Contudo, precisam ir além do projeto de garantir salários justos. Os salários
nunca podem ser justos, independentemente do seu nível, em um sistema
tecnofeudalista, porque há uma enorme desigualdade de poder entre os
proprietários do capital da nuvem e os trabalhadores. Constata-se esta
realidade, agora, no Vale do Silício. Também há muitos
trabalhadores que não recebem sequer um centavo pelo trabalho gratuito que
realizam. O que eu gostaria de ver são sindicatos radicalizados, que exijam “um
trabalhador, um membro, uma ação de empresa, um voto”, em vez de salários
justos.
·
Considera que a esquerda política está naturalmente
adaptada a este novo mundo? Até o momento, é a extrema direita que está falando
mais alto. Como podemos subverter o tecnofeudalismo?
Em
primeiro lugar, sensibilizando acerca do fato de que o sistema atual de criação
e distribuição de valor certamente nos levará a uma morte prematura e a uma
diminuição constante das perspectivas da grande maioria, com resultados muito
piores do que sob o capitalismo.
Em
segundo, demonstrando que a tecnologia pode ser muito melhor, caso seja
socializada. Se o seu município tivesse um aplicativo próprio que substituísse
o Airbnb ou o Deliveroo, bem como um aplicativo de pagamentos
bancários, e se empregos de qualidade fossem criados em nível municipal para
que os programadores criassem esses aplicativos, as vantagens seriam facilmente
acessíveis.
Em
terceiro lugar, destacando como a concentração extremamente bipolar do capital
da nuvem nas mãos de pouquíssimas pessoas, especialmente no Vale do
Silício e na costa leste da China, dá lugar a uma nova Guerra
Fria que pode facilmente se transformar em uma guerra termonuclear.
É isso
que está por trás dos crescentes ataques dos Estados Unidos à China. Não se trata
de Taiwan. Taiwan e a política de uma só China sempre
conviveram conosco. Não se trata do fortalecimento da potência militar chinesa.

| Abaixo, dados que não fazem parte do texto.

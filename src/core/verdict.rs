use serde::ser::{SerializeMap, SerializeStruct};
use serde::{Serialize, Serializer};

use crate::core::domain::Metrics;

/// Verdict of one judged test.
#[derive(Clone, Debug, PartialEq, Eq, Serialize)]
pub struct TestVerdict {
    pub status: String,
    pub metrics: Metrics,
}

impl TestVerdict {
    pub fn new(status: impl Into<String>, metrics: Metrics) -> Self {
        Self {
            status: status.into().to_lowercase(),
            metrics,
        }
    }

    pub fn is_ok(&self) -> bool {
        self.status == "ok"
    }
}

/// Aggregate verdict of a test set graded by ICPC rules.
#[derive(Clone, Debug, PartialEq, Eq)]
pub struct IcpcVerdict {
    pub status: String,
    pub per_test_verdicts: Vec<TestVerdict>,
    /// Ordinal of the first failing test, absent when every test passed.
    pub first_test_failed: Option<u32>,
}

impl IcpcVerdict {
    pub fn accepted(per_test_verdicts: Vec<TestVerdict>) -> Self {
        Self {
            status: "ok".to_string(),
            per_test_verdicts,
            first_test_failed: None,
        }
    }

    pub fn failed(status: &str, per_test_verdicts: Vec<TestVerdict>, test_number: u32) -> Self {
        Self {
            status: status.to_string(),
            per_test_verdicts,
            first_test_failed: Some(test_number),
        }
    }
}

impl Serialize for IcpcVerdict {
    fn serialize<S: Serializer>(&self, serializer: S) -> Result<S::Ok, S::Error> {
        let mut state = serializer.serialize_struct("IcpcVerdict", 3)?;
        state.serialize_field("format", "icpc")?;
        state.serialize_field("first_test_failed", &self.first_test_failed)?;
        state.serialize_field("per_test_metrics", &self.per_test_verdicts)?;
        state.end()
    }
}

/// Closed set of verdict kinds handed to the serializer.
#[derive(Clone, Debug, PartialEq, Eq)]
pub enum Verdict {
    Test(TestVerdict),
    Icpc(IcpcVerdict),
}

impl Verdict {
    pub fn status(&self) -> &str {
        match self {
            Verdict::Test(verdict) => &verdict.status,
            Verdict::Icpc(verdict) => &verdict.status,
        }
    }
}

impl Serialize for Verdict {
    fn serialize<S: Serializer>(&self, serializer: S) -> Result<S::Ok, S::Error> {
        match self {
            Verdict::Test(verdict) => verdict.serialize(serializer),
            Verdict::Icpc(verdict) => verdict.serialize(serializer),
        }
    }
}

impl From<TestVerdict> for Verdict {
    fn from(verdict: TestVerdict) -> Self {
        Verdict::Test(verdict)
    }
}

impl From<IcpcVerdict> for Verdict {
    fn from(verdict: IcpcVerdict) -> Self {
        Verdict::Icpc(verdict)
    }
}

/// What a worker reports back for one submission.
#[derive(Clone, Debug, PartialEq, Eq)]
pub enum Report {
    Verdict(Verdict),
    PerTest(Vec<TestVerdict>),
    JudgeError,
}

impl Report {
    pub fn to_json(&self) -> serde_json::Result<serde_json::Value> {
        serde_json::to_value(self)
    }
}

impl Serialize for Report {
    fn serialize<S: Serializer>(&self, serializer: S) -> Result<S::Ok, S::Error> {
        match self {
            Report::Verdict(verdict) => verdict.serialize(serializer),
            Report::PerTest(verdicts) => verdicts.serialize(serializer),
            Report::JudgeError => {
                let mut map = serializer.serialize_map(Some(1))?;
                map.serialize_entry("format", "judge_error")?;
                map.end()
            }
        }
    }
}

#[cfg(test)]
mod tests {
    use serde_json::json;

    use super::*;
    use crate::core::domain::Status;

    fn ok_verdict() -> TestVerdict {
        TestVerdict::new("ok", Metrics::new(10, 1, 1, Status::Ok))
    }

    #[test]
    fn test_serialize_test_verdict() {
        let value = serde_json::to_value(Verdict::Test(ok_verdict())).unwrap();

        assert_eq!(
            value,
            json!({
                "status": "ok",
                "metrics": {"time_ms": 10, "memory_kb": 1, "real_time_ms": 1, "status": "ok"}
            })
        );
    }

    #[test]
    fn test_serialize_icpc_verdict() {
        let failed = TestVerdict::new("WA", Metrics::new(20, 2, 3, Status::Ok));
        let verdict = IcpcVerdict::failed("wa", vec![ok_verdict(), failed], 2);

        let value = serde_json::to_value(Verdict::Icpc(verdict)).unwrap();

        assert_eq!(value["format"], "icpc");
        assert_eq!(value["first_test_failed"], 2);
        assert_eq!(value["per_test_metrics"].as_array().unwrap().len(), 2);
        assert_eq!(value["per_test_metrics"][1]["status"], "wa");
        assert_eq!(value["per_test_metrics"][1]["metrics"]["real_time_ms"], 3);
    }

    #[test]
    fn test_verdict_status() {
        let failed = TestVerdict::new("TL", Metrics::new(20, 2, 3, Status::Tl));

        assert_eq!(Verdict::from(failed.clone()).status(), "tl");
        assert_eq!(
            Verdict::from(IcpcVerdict::failed("tl", vec![failed], 1)).status(),
            "tl"
        );
        assert_eq!(Verdict::from(IcpcVerdict::accepted(vec![])).status(), "ok");
    }

    #[test]
    fn test_accepted_icpc_verdict_has_null_failure() {
        let value = serde_json::to_value(IcpcVerdict::accepted(vec![ok_verdict()])).unwrap();

        assert!(value["first_test_failed"].is_null());
    }

    #[test]
    fn test_serialize_reports() {
        assert_eq!(
            Report::JudgeError.to_json().unwrap(),
            json!({"format": "judge_error"})
        );

        let per_test = Report::PerTest(vec![ok_verdict(), ok_verdict()])
            .to_json()
            .unwrap();
        assert_eq!(per_test.as_array().unwrap().len(), 2);
        assert_eq!(per_test[0]["metrics"]["time_ms"], 10);
    }
}
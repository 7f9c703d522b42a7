use std::path::{Path, PathBuf};

use crate::core::{
    domain::{Limits, Metrics},
    errors::SandboxError,
};

/// Result of a sandboxed run as seen by callers that only need to know
/// whether the program terminated normally.
pub trait RunOutcome: std::fmt::Debug + Send + Sync {
    fn status(&self) -> &'static str;

    fn is_ok(&self) -> bool {
        self.status() == "ok"
    }
}

impl RunOutcome for Metrics {
    fn status(&self) -> &'static str {
        self.status.as_str()
    }
}

/// Raw exit code of an unconfined run.
impl RunOutcome for i32 {
    fn status(&self) -> &'static str {
        if *self == 0 { "ok" } else { "re" }
    }
}

/// One ephemeral execution context. Supports a single `run` between
/// `acquire` and `release`.
#[async_trait::async_trait]
pub trait Sandbox: Send {
    type Outcome: RunOutcome;

    /// Resets stale state and allocates a fresh, empty scratch directory.
    async fn acquire(&mut self) -> Result<(), SandboxError>;

    fn box_path(&self) -> Result<&Path, SandboxError>;

    async fn run(
        &mut self,
        command: &str,
        stdin: Option<&[u8]>,
        stdout: Option<&mut Vec<u8>>,
        limits: Option<&Limits>,
    ) -> Result<Self::Outcome, SandboxError>;

    /// Destroys the scratch directory. Safe to call more than once.
    async fn release(&mut self) -> Result<(), SandboxError>;
}

/// Capability to create sandboxes. Implementations hold configuration
/// only, so one instance can be shared by every executable of a session.
pub trait Isolation: std::fmt::Debug + Send + Sync + 'static {
    type Sandbox: Sandbox;

    /// Creates an unacquired sandbox exposing `files` under their base names.
    fn sandbox(&self, files: Vec<PathBuf>) -> Self::Sandbox;
}
pub mod checker;
pub mod domain;
pub mod errors;
pub mod executable;
pub mod pipeline;
pub mod testset;
pub mod traits;
pub mod verdict;
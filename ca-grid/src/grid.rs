use std::ops::{Index, IndexMut};

use thiserror::Error;

use crate::cell::GridCell;

#[derive(Debug, Error, PartialEq, Eq)]
pub enum GridError {
    #[error("grid dimensions must be positive, got {width}x{height}")]
    ZeroSize { width: u32, height: u32 },
    #[error("row {row} has {actual} cells, expected {expected}")]
    RaggedRows {
        row: usize,
        expected: usize,
        actual: usize,
    },
    #[error("seed cell {row}, {col} lies outside a {width}x{height} grid")]
    SeedOutOfBounds {
        row: u32,
        col: u32,
        width: u32,
        height: u32,
    },
}

/// Wraps a coordinate that is at most one step outside `0..size` back onto the torus.
///
/// Only offsets of -1 and +1 are folded exactly. That is all a 3x3
/// neighborhood ever asks for, so no general modulo is done here.
pub fn wrap(coord: i64, size: u32) -> u32 {
    if coord < 0 {
        size - 1
    } else if coord >= size as i64 {
        0
    } else {
        coord as u32
    }
}

#[derive(Clone, Copy, Debug, PartialEq, Eq)]
pub struct GridSize {
    pub width: u32,
    pub height: u32,
}

impl GridSize {
    pub const fn new(width: u32, height: u32) -> Self {
        Self { width, height }
    }

    pub fn validate(self) -> Result<Self, GridError> {
        if self.width == 0 || self.height == 0 {
            return Err(GridError::ZeroSize {
                width: self.width,
                height: self.height,
            });
        }
        Ok(self)
    }

    pub fn num_cells(&self) -> usize {
        self.width as usize * self.height as usize
    }

    pub fn contains(&self, loc: Loc) -> bool {
        loc.row < self.height && loc.col < self.width
    }

    /// Every location in row-major order.
    pub fn locs(self) -> impl DoubleEndedIterator<Item = Loc> + Clone {
        (0..self.height).flat_map(move |row| (0..self.width).map(move |col| Loc::new(row, col)))
    }
}

#[derive(Clone, Copy, Debug, PartialEq, Eq)]
pub struct Loc {
    pub row: u32,
    pub col: u32,
}

impl Loc {
    pub const fn new(row: u32, col: u32) -> Self {
        Self { row, col }
    }

    pub fn grid_index(&self, size: GridSize) -> Option<usize> {
        if size.contains(*self) {
            Some(self.row as usize * size.width as usize + self.col as usize)
        } else {
            None
        }
    }
}

#[derive(Clone, Debug, PartialEq)]
pub struct GridCells<C>
where
    C: GridCell,
{
    cells: Vec<C>,
    size: GridSize,
}

impl<C> GridCells<C>
where
    C: GridCell,
{
    pub fn new(size: GridSize) -> Result<Self, GridError> {
        let size = size.validate()?;
        Ok(Self {
            cells: vec![C::default(); size.num_cells()],
            size,
        })
    }

    pub fn from_fn<F>(size: GridSize, mut cell_at: F) -> Result<Self, GridError>
    where
        F: FnMut(Loc) -> C,
    {
        let size = size.validate()?;
        Ok(Self {
            cells: size.locs().map(&mut cell_at).collect(),
            size,
        })
    }

    /// Builds a grid from rows listed top to bottom.
    pub fn from_rows<R>(rows: &[R]) -> Result<Self, GridError>
    where
        R: AsRef<[C]>,
    {
        let width = rows.first().map_or(0, |row| row.as_ref().len());
        let size = GridSize::new(width as u32, rows.len() as u32).validate()?;
        let mut cells = Vec::with_capacity(size.num_cells());
        for (index, row) in rows.iter().enumerate() {
            let row = row.as_ref();
            if row.len() != width {
                return Err(GridError::RaggedRows {
                    row: index,
                    expected: width,
                    actual: row.len(),
                });
            }
            cells.extend_from_slice(row);
        }
        Ok(Self { cells, size })
    }

    pub fn size(&self) -> GridSize {
        self.size
    }

    pub fn width(&self) -> u32 {
        self.size.width
    }

    pub fn height(&self) -> u32 {
        self.size.height
    }

    pub fn num_cells(&self) -> usize {
        self.cells.len()
    }

    pub fn cells_iter(&self) -> impl DoubleEndedIterator<Item = &C> + Clone {
        self.cells.iter()
    }

    pub fn num_live(&self) -> usize {
        self.cells.iter().filter(|cell| cell.is_live()).count()
    }

    pub fn get(&self, loc: Loc) -> Option<&C> {
        loc.grid_index(self.size).map(|index| &self.cells[index])
    }

    pub fn get_mut(&mut self, loc: Loc) -> Option<&mut C> {
        loc.grid_index(self.size)
            .map(|index| &mut self.cells[index])
    }
}

impl<C> Index<Loc> for GridCells<C>
where
    C: GridCell,
{
    type Output = C;

    fn index(&self, loc: Loc) -> &Self::Output {
        self.get(loc)
            .unwrap_or_else(|| panic!("Index indices {}, {} out of bounds", loc.row, loc.col))
    }
}

impl<C> IndexMut<Loc> for GridCells<C>
where
    C: GridCell,
{
    fn index_mut(&mut self, loc: Loc) -> &mut Self::Output {
        self.get_mut(loc)
            .unwrap_or_else(|| panic!("Index_mut indices {}, {} out of bounds", loc.row, loc.col))
    }
}

/// The 3x3 block around a cell, with rows and columns already wrapped.
pub struct Neighborhood<'a, C>
where
    C: GridCell,
{
    cells: &'a GridCells<C>,
    rows: [u32; 3],
    cols: [u32; 3],
}

impl<'a, C> Neighborhood<'a, C>
where
    C: GridCell,
{
    pub fn new(cells: &'a GridCells<C>, center: Loc) -> Self {
        let (row_above, row_below) = Self::adjacent_indexes(center.row, cells.height());
        let (col_left, col_right) = Self::adjacent_indexes(center.col, cells.width());
        Self {
            cells,
            rows: [row_above, center.row, row_below],
            cols: [col_left, center.col, col_right],
        }
    }

    pub fn cell(&self, row: u32, col: u32) -> &C {
        let loc = Loc::new(self.rows[row as usize], self.cols[col as usize]);
        &self.cells[loc]
    }

    pub fn for_neighbor_cells<F>(&self, mut f: F)
    where
        F: FnMut(&C),
    {
        self.for_cell(0, 0, &mut f);
        self.for_cell(0, 1, &mut f);
        self.for_cell(0, 2, &mut f);

        self.for_cell(1, 0, &mut f);
        self.for_cell(1, 2, &mut f);

        self.for_cell(2, 0, &mut f);
        self.for_cell(2, 1, &mut f);
        self.for_cell(2, 2, &mut f);
    }

    /// Counts the eight surrounding positions whose cell is live. A small
    /// torus can visit the same cell more than once; each visit counts.
    pub fn num_live_neighbors(&self) -> u32 {
        let mut result = 0;
        self.for_neighbor_cells(|neighbor| {
            if neighbor.is_live() {
                result += 1;
            }
        });
        result
    }

    fn for_cell<F>(&self, row: u32, col: u32, f: &mut F)
    where
        F: FnMut(&C),
    {
        f(self.cell(row, col));
    }

    fn adjacent_indexes(cell_index: u32, max: u32) -> (u32, u32) {
        (
            wrap(cell_index as i64 - 1, max),
            wrap(cell_index as i64 + 1, max),
        )
    }
}

#[cfg(test)]
mod tests {
    use super::*;
    use crate::cell::{BinaryCell, GradientCell};

    fn binary_rows(rows: &[&[u8]]) -> GridCells<BinaryCell> {
        let rows: Vec<Vec<BinaryCell>> = rows
            .iter()
            .map(|row| row.iter().map(|&value| BinaryCell::from_value(value)).collect())
            .collect();
        GridCells::from_rows(&rows).expect("grid")
    }

    #[test]
    fn wrap_folds_single_step_offsets() {
        for size in 1..=6 {
            for boundary in [0, size as i64 - 1] {
                for offset in -1..=1 {
                    let wrapped = wrap(boundary + offset, size);
                    assert!(wrapped < size, "wrap({}, {size}) = {wrapped}", boundary + offset);
                }
            }
        }
        assert_eq!(wrap(-1, 15), 14);
        assert_eq!(wrap(15, 15), 0);
        assert_eq!(wrap(7, 15), 7);
    }

    #[test]
    fn wrap_does_not_fold_multi_step_offsets() {
        assert_eq!(wrap(-2, 10), 9);
        assert_eq!(wrap(12, 10), 0);
    }

    #[test]
    fn zero_dimensions_are_rejected() {
        assert_eq!(
            GridCells::<BinaryCell>::new(GridSize::new(0, 10)),
            Err(GridError::ZeroSize {
                width: 0,
                height: 10
            })
        );
        assert!(GridCells::<GradientCell>::new(GridSize::new(15, 0)).is_err());
        let empty: [&[BinaryCell]; 0] = [];
        assert!(GridCells::<BinaryCell>::from_rows(&empty).is_err());
    }

    #[test]
    fn ragged_rows_are_rejected() {
        let rows = vec![vec![BinaryCell::DEAD; 3], vec![BinaryCell::DEAD; 2]];
        assert_eq!(
            GridCells::<BinaryCell>::from_rows(&rows),
            Err(GridError::RaggedRows {
                row: 1,
                expected: 3,
                actual: 2
            })
        );
    }

    #[test]
    fn locs_are_row_major_and_cover_the_grid() {
        let size = GridSize::new(3, 2);
        let locs: Vec<Loc> = size.locs().collect();
        assert_eq!(locs.len(), 6);
        assert_eq!(locs[0], Loc::new(0, 0));
        assert_eq!(locs[1], Loc::new(0, 1));
        assert_eq!(locs[3], Loc::new(1, 0));
        for (index, loc) in locs.iter().enumerate() {
            assert_eq!(loc.grid_index(size), Some(index));
        }
        assert_eq!(Loc::new(2, 0).grid_index(size), None);
    }

    #[test]
    fn from_rows_indexes_by_row_then_col() {
        let grid = binary_rows(&[&[0, 1, 0], &[0, 0, 1]]);
        assert_eq!(grid.size(), GridSize::new(3, 2));
        assert!(grid[Loc::new(0, 1)].is_live());
        assert!(grid[Loc::new(1, 2)].is_live());
        assert!(!grid[Loc::new(1, 0)].is_live());
        assert_eq!(grid.num_live(), 2);
        assert!(grid.get(Loc::new(2, 0)).is_none());
    }

    #[test]
    fn neighbors_wrap_around_edges() {
        let grid = binary_rows(&[
            &[0, 0, 0, 1],
            &[0, 0, 0, 0],
            &[0, 0, 0, 0],
            &[1, 0, 0, 1],
        ]);
        // Corner (0, 0) touches the other three corners through the wrap.
        assert_eq!(Neighborhood::new(&grid, Loc::new(0, 0)).num_live_neighbors(), 3);
        assert_eq!(Neighborhood::new(&grid, Loc::new(1, 1)).num_live_neighbors(), 0);
    }

    #[test]
    fn center_cell_is_not_its_own_neighbor() {
        let grid = binary_rows(&[&[0, 0, 0], &[0, 1, 0], &[0, 0, 0]]);
        assert_eq!(Neighborhood::new(&grid, Loc::new(1, 1)).num_live_neighbors(), 0);
        assert_eq!(Neighborhood::new(&grid, Loc::new(0, 0)).num_live_neighbors(), 1);
    }

    #[test]
    fn neighbor_count_stays_within_eight() {
        let full = binary_rows(&[&[1; 5], &[1; 5], &[1; 5], &[1; 5]]);
        for loc in full.size().locs() {
            assert_eq!(Neighborhood::new(&full, loc).num_live_neighbors(), 8);
        }

        // A 1x1 torus sees itself in all eight positions.
        let single = binary_rows(&[&[1]]);
        assert_eq!(Neighborhood::new(&single, Loc::new(0, 0)).num_live_neighbors(), 8);

        let sparse = binary_rows(&[&[1, 0, 1], &[0, 1, 0]]);
        for loc in sparse.size().locs() {
            assert!(Neighborhood::new(&sparse, loc).num_live_neighbors() <= 8);
        }
    }

    #[test]
    fn gradient_liveness_uses_threshold() {
        let rows = vec![
            vec![GradientCell::new(0.8), GradientCell::new(0.79), GradientCell::new(0.5)],
            vec![GradientCell::new(0.5), GradientCell::new(0.5), GradientCell::new(1.0)],
            vec![GradientCell::new(0.5), GradientCell::new(0.5), GradientCell::new(0.5)],
        ];
        let grid = GridCells::<GradientCell>::from_rows(&rows).expect("grid");
        assert_eq!(Neighborhood::new(&grid, Loc::new(1, 1)).num_live_neighbors(), 2);
    }
}
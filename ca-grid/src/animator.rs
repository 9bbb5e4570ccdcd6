use std::time::{Duration, Instant};

use log::info;

use crate::canvas::Canvas;

/// Something that draws itself and advances one generation per frame.
pub trait Animate {
    fn do_frame(&mut self, canvas: &mut dyn Canvas);
}

/// Decides when frames run: once on demand, or repeatedly at a fixed interval
/// until stopped. The caller owns the clock and passes in the current time.
#[derive(Clone, Debug)]
pub struct Animator {
    interval: Duration,
    running: bool,
    next_update: Instant,
}

impl Animator {
    pub fn new(interval: Duration, now: Instant) -> Self {
        assert!(!interval.is_zero());
        Self {
            interval,
            running: false,
            next_update: now,
        }
    }

    pub fn is_running(&self) -> bool {
        self.running
    }

    /// Runs exactly one frame, whether or not the timer is running.
    pub fn run_once<A>(&mut self, world: &mut A, canvas: &mut dyn Canvas)
    where
        A: Animate + ?Sized,
    {
        world.do_frame(canvas);
    }

    /// Starts the timer. The first frame is due immediately.
    pub fn run_repeatedly(&mut self, now: Instant) {
        if !self.running {
            self.running = true;
            self.next_update = now;
            info!("playing, one frame every {:?}", self.interval);
        }
    }

    pub fn stop(&mut self) {
        if self.running {
            self.running = false;
            info!("paused");
        }
    }

    /// Flips between running and stopped and returns the new state.
    pub fn toggle(&mut self, now: Instant) -> bool {
        if self.running {
            self.stop();
        } else {
            self.run_repeatedly(now);
        }
        self.running
    }

    /// Runs a frame if the timer is running and one is due, then schedules the
    /// next one on the interval grid, skipping any ticks already missed.
    /// Returns whether a frame ran.
    pub fn on_tick<A>(&mut self, now: Instant, world: &mut A, canvas: &mut dyn Canvas) -> bool
    where
        A: Animate + ?Sized,
    {
        if !self.running || now < self.next_update {
            return false;
        }
        world.do_frame(canvas);
        while self.next_update <= now {
            self.next_update += self.interval;
        }
        true
    }

    /// When the host should wake up next, or `None` while stopped.
    pub fn next_wakeup(&self) -> Option<Instant> {
        self.running.then_some(self.next_update)
    }
}

#[cfg(test)]
mod tests {
    use super::*;
    use crate::canvas::RecordingCanvas;

    const INTERVAL: Duration = Duration::from_millis(400);

    #[derive(Default)]
    struct CountingWorld {
        frames: u32,
    }

    impl Animate for CountingWorld {
        fn do_frame(&mut self, _canvas: &mut dyn Canvas) {
            self.frames += 1;
        }
    }

    #[test]
    fn stopped_animator_only_runs_on_request() {
        let start = Instant::now();
        let mut animator = Animator::new(INTERVAL, start);
        let mut world = CountingWorld::default();
        let mut canvas = RecordingCanvas::default();

        assert!(!animator.on_tick(start + INTERVAL * 3, &mut world, &mut canvas));
        assert_eq!(animator.next_wakeup(), None);

        animator.run_once(&mut world, &mut canvas);
        assert_eq!(world.frames, 1);
        assert!(!animator.is_running());
    }

    #[test]
    fn running_animator_runs_one_frame_per_interval() {
        let start = Instant::now();
        let mut animator = Animator::new(INTERVAL, start);
        let mut world = CountingWorld::default();
        let mut canvas = RecordingCanvas::default();

        animator.run_repeatedly(start);
        assert_eq!(animator.next_wakeup(), Some(start));
        assert!(animator.on_tick(start, &mut world, &mut canvas));
        assert_eq!(animator.next_wakeup(), Some(start + INTERVAL));

        assert!(!animator.on_tick(start + INTERVAL / 2, &mut world, &mut canvas));
        assert!(animator.on_tick(start + INTERVAL, &mut world, &mut canvas));
        assert_eq!(world.frames, 2);
    }

    #[test]
    fn missed_ticks_are_skipped_not_replayed() {
        let start = Instant::now();
        let mut animator = Animator::new(INTERVAL, start);
        let mut world = CountingWorld::default();
        let mut canvas = RecordingCanvas::default();

        animator.run_repeatedly(start);
        let late = start + INTERVAL * 5 + INTERVAL / 4;
        assert!(animator.on_tick(late, &mut world, &mut canvas));
        assert_eq!(world.frames, 1);
        assert_eq!(animator.next_wakeup(), Some(start + INTERVAL * 6));
    }

    #[test]
    fn toggle_pauses_and_resumes() {
        let start = Instant::now();
        let mut animator = Animator::new(INTERVAL, start);
        let mut world = CountingWorld::default();
        let mut canvas = RecordingCanvas::default();

        assert!(animator.toggle(start));
        assert!(animator.on_tick(start, &mut world, &mut canvas));
        assert!(!animator.toggle(start + INTERVAL));
        assert!(!animator.on_tick(start + INTERVAL * 2, &mut world, &mut canvas));

        let resumed = start + INTERVAL * 10;
        assert!(animator.toggle(resumed));
        assert_eq!(animator.next_wakeup(), Some(resumed));
        assert!(animator.on_tick(resumed, &mut world, &mut canvas));
        assert_eq!(world.frames, 2);
    }

    #[test]
    fn step_works_while_running() {
        let start = Instant::now();
        let mut animator = Animator::new(INTERVAL, start);
        let mut world = CountingWorld::default();
        let mut canvas = RecordingCanvas::default();

        animator.run_repeatedly(start);
        animator.run_once(&mut world, &mut canvas);
        assert!(animator.is_running());
        assert_eq!(world.frames, 1);
        assert_eq!(animator.next_wakeup(), Some(start));
    }
}
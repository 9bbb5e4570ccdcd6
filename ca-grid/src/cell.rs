use std::fmt::Debug;

use crate::canvas::Rgba;
use crate::grid::{GridCells, GridError, GridSize, Loc};
use crate::random::RandomSource;

/// One automaton variant: what a cell holds, when it counts as live for its
/// neighbors, how it is colored and how it moves to the next generation.
pub trait GridCell
where
    Self: Copy + Debug + Default + PartialEq,
{
    fn is_live(&self) -> bool;
    fn fill_color(&self) -> Rgba;
    fn next(&self, live_neighbors: u32, rand: &mut dyn RandomSource) -> Self;
}

#[derive(Clone, Copy, Debug, Default, PartialEq, Eq)]
pub struct BinaryCell {
    pub alive: bool,
}

impl BinaryCell {
    pub const DEAD: Self = Self { alive: false };
    pub const ALIVE: Self = Self { alive: true };

    const ALIVE_COLOR: Rgba = Rgba([0x80, 0x80, 0x80, 0xff]);
    const DEAD_COLOR: Rgba = Rgba([0x00, 0x00, 0x40, 0xff]);

    /// Any non-zero value is alive.
    pub fn from_value(value: u8) -> Self {
        Self { alive: value != 0 }
    }

    pub fn value(&self) -> u8 {
        self.alive as u8
    }

    /// A dead grid with the given cells brought to life.
    pub fn seeded(size: GridSize, live: &[Loc]) -> Result<GridCells<Self>, GridError> {
        let mut cells = GridCells::new(size)?;
        for &loc in live {
            let cell = cells.get_mut(loc).ok_or(GridError::SeedOutOfBounds {
                row: loc.row,
                col: loc.col,
                width: size.width,
                height: size.height,
            })?;
            *cell = Self::ALIVE;
        }
        Ok(cells)
    }
}

impl GridCell for BinaryCell {
    fn is_live(&self) -> bool {
        self.alive
    }

    fn fill_color(&self) -> Rgba {
        if self.alive {
            Self::ALIVE_COLOR
        } else {
            Self::DEAD_COLOR
        }
    }

    fn next(&self, live_neighbors: u32, _rand: &mut dyn RandomSource) -> Self {
        let alive = if self.alive {
            (2..=3).contains(&live_neighbors)
        } else {
            live_neighbors == 3
        };
        Self { alive }
    }
}

/// A cell of continuous intensity that brightens while it has Life-like
/// company, fades otherwise, and is reseeded at random once it reaches either
/// extreme.
#[derive(Clone, Copy, Debug, Default, PartialEq)]
pub struct GradientCell {
    pub intensity: f64,
}

impl GradientCell {
    pub const LIVE_THRESHOLD: f64 = 0.8;
    pub const STEP: f64 = 0.05;
    pub const MIN_STABLE: f64 = 0.05;
    pub const MAX_STABLE: f64 = 0.95;

    pub fn new(intensity: f64) -> Self {
        Self { intensity }
    }

    pub fn random(rand: &mut dyn RandomSource) -> Self {
        Self::new(rand.next_unit())
    }

    pub fn random_fill(
        size: GridSize,
        rand: &mut dyn RandomSource,
    ) -> Result<GridCells<Self>, GridError> {
        GridCells::from_fn(size, |_loc| Self::random(rand))
    }

    fn is_stable(&self) -> bool {
        (Self::MIN_STABLE..=Self::MAX_STABLE).contains(&self.intensity)
    }
}

impl GridCell for GradientCell {
    fn is_live(&self) -> bool {
        self.intensity >= Self::LIVE_THRESHOLD
    }

    // Clamped for drawing only; the stored intensity is left as computed.
    fn fill_color(&self) -> Rgba {
        Rgba::from_hsv(0.0, 0.0, self.intensity)
    }

    fn next(&self, live_neighbors: u32, rand: &mut dyn RandomSource) -> Self {
        if !self.is_stable() {
            return Self::random(rand);
        }
        if (2..=3).contains(&live_neighbors) {
            Self::new(self.intensity + Self::STEP)
        } else {
            Self::new(self.intensity - Self::STEP)
        }
    }
}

É um absurdo. Trata-se de um desafio à hegemonia do dólar mediante a fusão da
grande tecnologia chinesa com as finanças chinesas e a moeda digital
do Banco Central da China. A paz mundial é, portanto, a terceira
vantagem.
·
Você ainda considera que a ação fora dos Parlamentos é
fundamental para consolidar essa mudança?
Não há
substituto para a construção de movimentos extraparlamentares. No entanto, as
greves e a luta contra a mudança climática exigem um programa que
motive as pessoas a agir em nível local, então, ambas devem ser complementares.
Agora, existe um precariado generalizado cada vez mais difícil de
organizar em torno das linhas dos sindicatos tradicionais.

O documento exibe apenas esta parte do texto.